The slides were incubated with 30 μl of a suspension containing fluorescein-coupled avidin (Vector Laboratories, Burlingame, CA; catalog no. A-2001) (10 μg/ml) at 37°C for 20 min, followed by three washes in 1× PBD for 2 min each time. Then, the slides were incubated with 30 μl of a suspension containing biotinylated anti-avidin antibody (5 μg/ml) (Vector Laboratories, Burlingame, CA; catalog no. BA-0300) at 37°C for 20 min, followed by three washes in 1× PBD for 2 min each time. Then, the slides were incubated a second time with fluorescein-coupled avidin and washed as described above. The slides were mounted immediately after the final wash without drying (UltraCruz; Santa Cruz, Santa Cruz, CA; catalog no. sc-24941) and sealed with nail polish before viewing with a Zeiss fluorescence microscope or a Leica TCPSP8 laser scanning confocal microscope was performed. When slides were processed further for immunofluorescence, they were incubated with PBS following the last wash with PBD buffer. Then, the slides were processed essentially as described below.

Immunofluorescence.

For immunofluorescence, cells in 24-well plates were fixed in 4% paraformaldehyde–PBS for 10 min at room temperature followed by washing in PBS three times. Blocking was done in PBS containing 2% bovine serum albumin (BSA) for 40 min at room temperature.
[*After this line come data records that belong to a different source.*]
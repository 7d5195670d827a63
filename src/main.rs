use clap::Parser;
use matcam::{create_router, ClusterConfig, CoordinationLoop, Coordinator};
use std::path::PathBuf;
use tokio::sync::watch;
use tracing_subscriber::{layer::SubscriberExt, util::SubscriberInitExt};

#[derive(Parser, Debug)]
#[command(name = "matcam")]
#[command(about = "Matcam - camera recording coordinator for a small server cluster", long_about = None)]
struct Args {
    /// TOML configuration file
    #[arg(short, long)]
    config: Option<PathBuf>,

    /// Node id (defaults to the last digit of the hostname)
    #[arg(long)]
    node_id: Option<u8>,

    /// Share directory holding the per-day data
    #[arg(long)]
    data_root: Option<PathBuf>,

    /// Port to listen on
    #[arg(short, long)]
    port: Option<u16>,

    /// Capture program started per owned camera
    #[arg(long)]
    capture_exec: Option<PathBuf>,
}

#[tokio::main]
async fn main() -> anyhow::Result<()> {
    let args = Args::parse();

    // Initialize logging
    tracing_subscriber::registry()
        .with(
            tracing_subscriber::EnvFilter::try_from_default_env()
                .unwrap_or_else(|_| "matcam=info,tower_http=info".into()),
        )
        .with(tracing_subscriber::fmt::layer())
        .init();

    let mut config = match &args.config {
        Some(path) => ClusterConfig::from_file(path)?,
        None => ClusterConfig::new(args.node_id, args.data_root.clone()),
    };
    if let Some(node_id) = args.node_id {
        config.node_id = node_id;
    }
    if let Some(data_root) = args.data_root {
        config.data_root = data_root;
    }
    if let Some(port) = args.port {
        config.listen_port = port;
    }
    if let Some(capture_exec) = args.capture_exec {
        config.capture_exec = capture_exec;
    }
    if config.node_id == 0 || config.node_id > config.max_nodes {
        anyhow::bail!("node id {} is outside 1..={}", config.node_id, config.max_nodes);
    }
    tracing::info!("Node ID: {}", config.node_id);

    let addr = config.listen_addr();
    let coordinator = Coordinator::from_config(config);
    coordinator.init().await?;

    let (shutdown_tx, shutdown_rx) = watch::channel(false);
    let control_loop = tokio::spawn(CoordinationLoop::new(coordinator.clone(), shutdown_rx).run());

    let app = create_router(coordinator);

    let listener = tokio::net::TcpListener::bind(&addr).await?;
    tracing::info!("Server listening on {}", addr);

    axum::serve(listener, app)
        .with_graceful_shutdown(shutdown_signal(shutdown_tx))
        .await?;

    // The loop stops every running capture before returning
    if let Err(e) = control_loop.await {
        tracing::error!("Coordination loop panicked: {}", e);
    }
    tracing::info!("Shutdown complete");

    Ok(())
}

async fn shutdown_signal(shutdown: watch::Sender<bool>) {
    let ctrl_c = async {
        if let Err(e) = tokio::signal::ctrl_c().await {
            tracing::error!("Failed to install Ctrl+C handler: {}", e);
            std::future::pending::<()>().await;
        }
    };

    #[cfg(unix)]
    let terminate = async {
        match tokio::signal::unix::signal(tokio::signal::unix::SignalKind::terminate()) {
            Ok(mut signal) => {
                signal.recv().await;
            }
            Err(e) => {
                tracing::error!("Failed to install signal handler: {}", e);
                std::future::pending::<()>().await;
            }
        }
    };

    #[cfg(not(unix))]
    let terminate = std::future::pending::<()>();

    tokio::select! {
        _ = ctrl_c => {},
        _ = terminate => {},
    }

    tracing::info!("Shutdown signal received, stopping captures...");
    let _ = shutdown.send(true);
}
use serde::{Deserialize, Serialize};
use std::path::{Path, PathBuf};
use std::time::Duration;

use super::node::NodeId;
use crate::storage::CameraId;

/// Configuration for a cluster node
#[derive(Debug, Clone, Serialize, Deserialize)]
#[serde(default)]
pub struct ClusterConfig {
    /// This node's id (last digit of `srvN`)
    pub node_id: NodeId,

    /// Hostname the share directory is named after
    pub hostname: String,

    /// Root of this node's share (`/share/<hostname>`)
    pub data_root: PathBuf,

    /// Port the HTTP API listens on
    pub listen_port: u16,

    /// Base URL of a peer's API; `{id}` is replaced by the node id
    pub peer_url_template: String,

    /// Liveness probe host names: `<prefix><id>` for nodes, `<prefix><id:02>` for cameras
    pub node_host_prefix: String,
    pub camera_host_prefix: String,

    /// Capture executable started per owned camera
    pub capture_exec: PathBuf,

    /// Node ids 1..=max_nodes form the cluster
    pub max_nodes: NodeId,

    /// Camera ids 1..=max_cameras are probed
    pub max_cameras: CameraId,

    /// Re-verification ticks a fresh self-claim must survive
    pub probation_ticks: u8,

    pub tick_ms: u64,
    pub call_timeout_ms: u64,
    pub delete_timeout_ms: u64,
    pub probe_timeout_ms: u64,
}

impl ClusterConfig {
    /// Create a configuration for this host. The node id defaults to the last
    /// digit of the hostname.
    pub fn new(node_id: Option<NodeId>, data_root: Option<PathBuf>) -> Self {
        let hostname = hostname::get()
            .map(|h| h.to_string_lossy().to_string())
            .unwrap_or_else(|_| "unknown".to_string());

        let node_id = node_id.or_else(|| node_id_from_hostname(&hostname)).unwrap_or_else(|| {
            tracing::warn!("Hostname '{}' carries no node digit, using node id 0", hostname);
            0
        });

        let data_root = data_root.unwrap_or_else(|| PathBuf::from("/share").join(&hostname));

        Self {
            node_id,
            hostname,
            data_root,
            ..Default::default()
        }
    }

    /// Load a TOML file; missing keys keep their defaults.
    pub fn from_file(path: &Path) -> anyhow::Result<Self> {
        let content = std::fs::read_to_string(path)?;
        let config: ClusterConfig = toml::from_str(&content)?;
        Ok(config)
    }

    pub fn node_host(&self, node_id: NodeId) -> String {
        format!("{}{}", self.node_host_prefix, node_id)
    }

    pub fn camera_host(&self, camera_id: CameraId) -> String {
        format!("{}{:02}", self.camera_host_prefix, camera_id)
    }

    /// Peer ids other than ourselves.
    pub fn peer_ids(&self) -> impl Iterator<Item = NodeId> + '_ {
        (1..=self.max_nodes).filter(move |id| *id != self.node_id)
    }

    pub fn camera_ids(&self) -> impl Iterator<Item = CameraId> {
        1..=self.max_cameras
    }

    pub fn tick(&self) -> Duration {
        Duration::from_millis(self.tick_ms)
    }

    pub fn call_timeout(&self) -> Duration {
        Duration::from_millis(self.call_timeout_ms)
    }

    pub fn delete_timeout(&self) -> Duration {
        Duration::from_millis(self.delete_timeout_ms)
    }

    pub fn probe_timeout(&self) -> Duration {
        Duration::from_millis(self.probe_timeout_ms)
    }

    pub fn listen_addr(&self) -> String {
        format!("0.0.0.0:{}", self.listen_port)
    }
}

/// `srv3` → 3
pub fn node_id_from_hostname(hostname: &str) -> Option<NodeId> {
    let short = hostname.split('.').next().unwrap_or(hostname);
    short
        .chars()
        .last()
        .and_then(|c| c.to_digit(10))
        .map(|d| d as NodeId)
}

impl Default for ClusterConfig {
    fn default() -> Self {
        Self {
            node_id: 0,
            hostname: "localhost".to_string(),
            data_root: PathBuf::from("/share/localhost"),
            listen_port: 5000,
            peer_url_template: "http://srv{id}:5000/api/v1".to_string(),
            node_host_prefix: "srv".to_string(),
            camera_host_prefix: "cam".to_string(),
            capture_exec: PathBuf::from("/root/jc-cam"),
            max_nodes: 8,
            max_cameras: 32,
            probation_ticks: 3,
            tick_ms: 100,
            call_timeout_ms: 1_000,
            delete_timeout_ms: 90_000,
            probe_timeout_ms: 100,
        }
    }
}

#[cfg(test)]
mod tests {
    use super::*;

    #[test]
    fn test_node_id_from_hostname() {
        assert_eq!(node_id_from_hostname("srv3"), Some(3));
        assert_eq!(node_id_from_hostname("srv7.arena.local"), Some(7));
        assert_eq!(node_id_from_hostname("laptop"), None);
    }

    #[test]
    fn test_defaults() {
        let config = ClusterConfig::default();
        assert_eq!(config.max_nodes, 8);
        assert_eq!(config.max_cameras, 32);
        assert_eq!(config.probation_ticks, 3);
        assert_eq!(config.tick(), Duration::from_millis(100));
        assert_eq!(config.call_timeout(), Duration::from_secs(1));
        assert_eq!(config.delete_timeout(), Duration::from_secs(90));
    }

    #[test]
    fn test_hosts_and_urls() {
        let config = ClusterConfig { node_id: 2, ..Default::default() };
        assert_eq!(config.node_host(5), "srv5");
        assert_eq!(config.camera_host(7), "cam07");
        assert_eq!(config.peer_ids().collect::<Vec<_>>(), vec![1, 3, 4, 5, 6, 7, 8]);
    }

    #[test]
    fn test_new_with_explicit_values() {
        let config = ClusterConfig::new(Some(4), Some(PathBuf::from("/tmp/share")));
        assert_eq!(config.node_id, 4);
        assert_eq!(config.data_root, PathBuf::from("/tmp/share"));
    }

    #[test]
    fn test_partial_toml_keeps_defaults() {
        let config: ClusterConfig = toml::from_str("node_id = 6\ntick_ms = 50\n").unwrap();
        assert_eq!(config.node_id, 6);
        assert_eq!(config.tick_ms, 50);
        assert_eq!(config.max_cameras, 32);
    }
}
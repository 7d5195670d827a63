use axum::extract::{Path, State};

use super::system::{parse_day, AppState};
use crate::cluster::{Origin, PeerRequest, PeerResponse};
use crate::error::CamError;
use crate::storage::CameraId;

pub async fn list_day_chunks(
    State(state): State<AppState>,
    origin: Origin,
    Path(day): Path<String>,
) -> Result<PeerResponse, CamError> {
    let day = parse_day(&day)?;
    state
        .coordinator
        .handle(PeerRequest::GetChunks { day, camera_id: None }, origin)
        .await
}

pub async fn list_camera_chunks(
    State(state): State<AppState>,
    origin: Origin,
    Path((day, camera_id)): Path<(String, CameraId)>,
) -> Result<PeerResponse, CamError> {
    let day = parse_day(&day)?;
    let request = PeerRequest::GetChunks { day, camera_id: Some(camera_id) };
    state.coordinator.handle(request, origin).await
}

/// Irreversible: removes the day's recordings here and on every peer.
pub async fn delete_day_chunks(
    State(state): State<AppState>,
    origin: Origin,
    Path(day): Path<String>,
) -> Result<PeerResponse, CamError> {
    let day = parse_day(&day)?;
    state.coordinator.handle(PeerRequest::DeleteChunks { day }, origin).await
}
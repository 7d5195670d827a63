//! External capture process management.
//!
//! A capture process records one camera into the day directory. It is owned
//! 1:1 by the camera's ownership entry; stopping is a graceful SIGTERM
//! followed by polling for exit.

use std::path::PathBuf;

use crate::storage::{CameraId, DataLayout};

/// Arguments for one capture run: `<exec> <day dir>/ camNN <mat> <position>`.
#[derive(Debug, Clone, PartialEq, Eq)]
pub struct CaptureJob {
    pub day_dir: PathBuf,
    pub camera_id: CameraId,
    pub mat: u8,
    pub position: u8,
}

impl CaptureJob {
    pub fn args(&self) -> Vec<String> {
        let mut day_dir = self.day_dir.to_string_lossy().to_string();
        if !day_dir.ends_with('/') {
            day_dir.push('/');
        }
        vec![
            day_dir,
            DataLayout::camera_dir_name(self.camera_id),
            self.mat.to_string(),
            self.position.to_string(),
        ]
    }
}

/// A running (or exiting) capture process.
pub trait CaptureHandle: Send {
    fn pid(&self) -> Option<u32>;

    /// Ask the process to stop. Never kills ungracefully.
    fn request_stop(&mut self);

    /// Non-blocking exit poll.
    fn has_exited(&mut self) -> bool;
}

pub trait CaptureLauncher: Send + Sync {
    fn launch(&self, job: &CaptureJob) -> std::io::Result<Box<dyn CaptureHandle>>;
}

/// Launches the capture executable as a child process.
pub struct ProcessLauncher {
    exec: PathBuf,
}

impl ProcessLauncher {
    pub fn new(exec: impl Into<PathBuf>) -> Self {
        Self { exec: exec.into() }
    }
}

impl CaptureLauncher for ProcessLauncher {
    fn launch(&self, job: &CaptureJob) -> std::io::Result<Box<dyn CaptureHandle>> {
        let child = tokio::process::Command::new(&self.exec)
            .args(job.args())
            .kill_on_drop(false)
            .spawn()?;
        Ok(Box::new(ChildCapture {
            camera_id: job.camera_id,
            child,
        }))
    }
}

struct ChildCapture {
    camera_id: CameraId,
    child: tokio::process::Child,
}

impl CaptureHandle for ChildCapture {
    fn pid(&self) -> Option<u32> {
        self.child.id()
    }

    fn request_stop(&mut self) {
        if let Some(pid) = self.child.id() {
            // SAFETY: plain signal delivery to our own child; the pid is still ours
            // because the child has not been reaped yet (id() is None after reaping).
            let rc = unsafe { libc::kill(pid as libc::pid_t, libc::SIGTERM) };
            if rc != 0 {
                tracing::warn!(
                    "Failed to signal capture cam{:02} (pid {}): {}",
                    self.camera_id,
                    pid,
                    std::io::Error::last_os_error()
                );
            }
        }
    }

    fn has_exited(&mut self) -> bool {
        match self.child.try_wait() {
            Ok(Some(status)) => {
                tracing::debug!("Capture cam{:02} exited with {}", self.camera_id, status);
                true
            }
            Ok(None) => false,
            Err(e) => {
                tracing::warn!("Capture cam{:02} wait failed: {}", self.camera_id, e);
                true
            }
        }
    }
}

#[cfg(test)]
mod tests {
    use super::*;

    #[test]
    fn test_job_args() {
        let job = CaptureJob {
            day_dir: PathBuf::from("/share/srv2/2024-10-09"),
            camera_id: 7,
            mat: 2,
            position: 3,
        };
        assert_eq!(job.args(), vec!["/share/srv2/2024-10-09/", "cam07", "2", "3"]);
    }
}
Antibodies were diluted in blocking solution and incubated for 1 h at room temperature. After application of primary and secondary antibodies, washing steps were performed in PBS three times for 1 min each time. Lamin was detected with mouse anti-lamin A/C antibodies (BD Biosciences, Franklin Lakes, NJ; catalog no. 612162) and then with goat anti-mouse antibody conjugated with Alexa Fluor 594 (Life Technologies, Rockford, IL; catalog no. A11032). DHBV core antigen was detected with anti-DHBV core antigen (a gift from William Mason, Fox Chase Cancer Center) and then with goat anti-rabbit antibody conjugated with Alexa Fluor 594 (Invitrogen Molecular Probes, Rockford, IL; catalog no. A11037).

Extraction of viral DNA.

Viral DNA was isolated using the Hirt procedure as described by Yang et al. (23). Briefly, cells from a 60-mm-diameter dish were lysed in 1 ml of ice-cold TE buffer (50 mM Tris-HCl, 1 mM EDTA, pH 8.0) and 1 ml of 4% sodium dodecyl sulfate (SDS). Then, the lysate was transferred to a 15-ml tube followed by addition of 0.25 ml of 2.5 M KCl and incubated on ice for 10 min. The lysate was transferred to two 1.5-ml Eppendorf tubes and centrifuged at 16,000 rpm for 5 min at 4°C. The supernatant was extracted twice with phenol and once with butanol-isopropanol (7:3). DNA was precipitated with two volumes of ethanol at room temperature and centrifuged, and the pellet in each tube was dissolved in 50 μl TE buffer (10 mM Tris-HCl, 1 mM EDTA, pH 8.0).

Statistical analysis.

FISH data were collected as follows. Using a Nikon microscope with a 10× objective, an area of 30 to 100 mm² on a slide was scanned for DAPI (4′,6-diamidino-2-phenylindole)-stained nuclei. In the selected area, 200 intact nuclei were acquired with Ikaros/Isis software. FISH signals on the imaged nuclei were counted by eye on the computer screen and recorded for statistical analysis. PRISM software was used for statistical analysis and generation of graphs.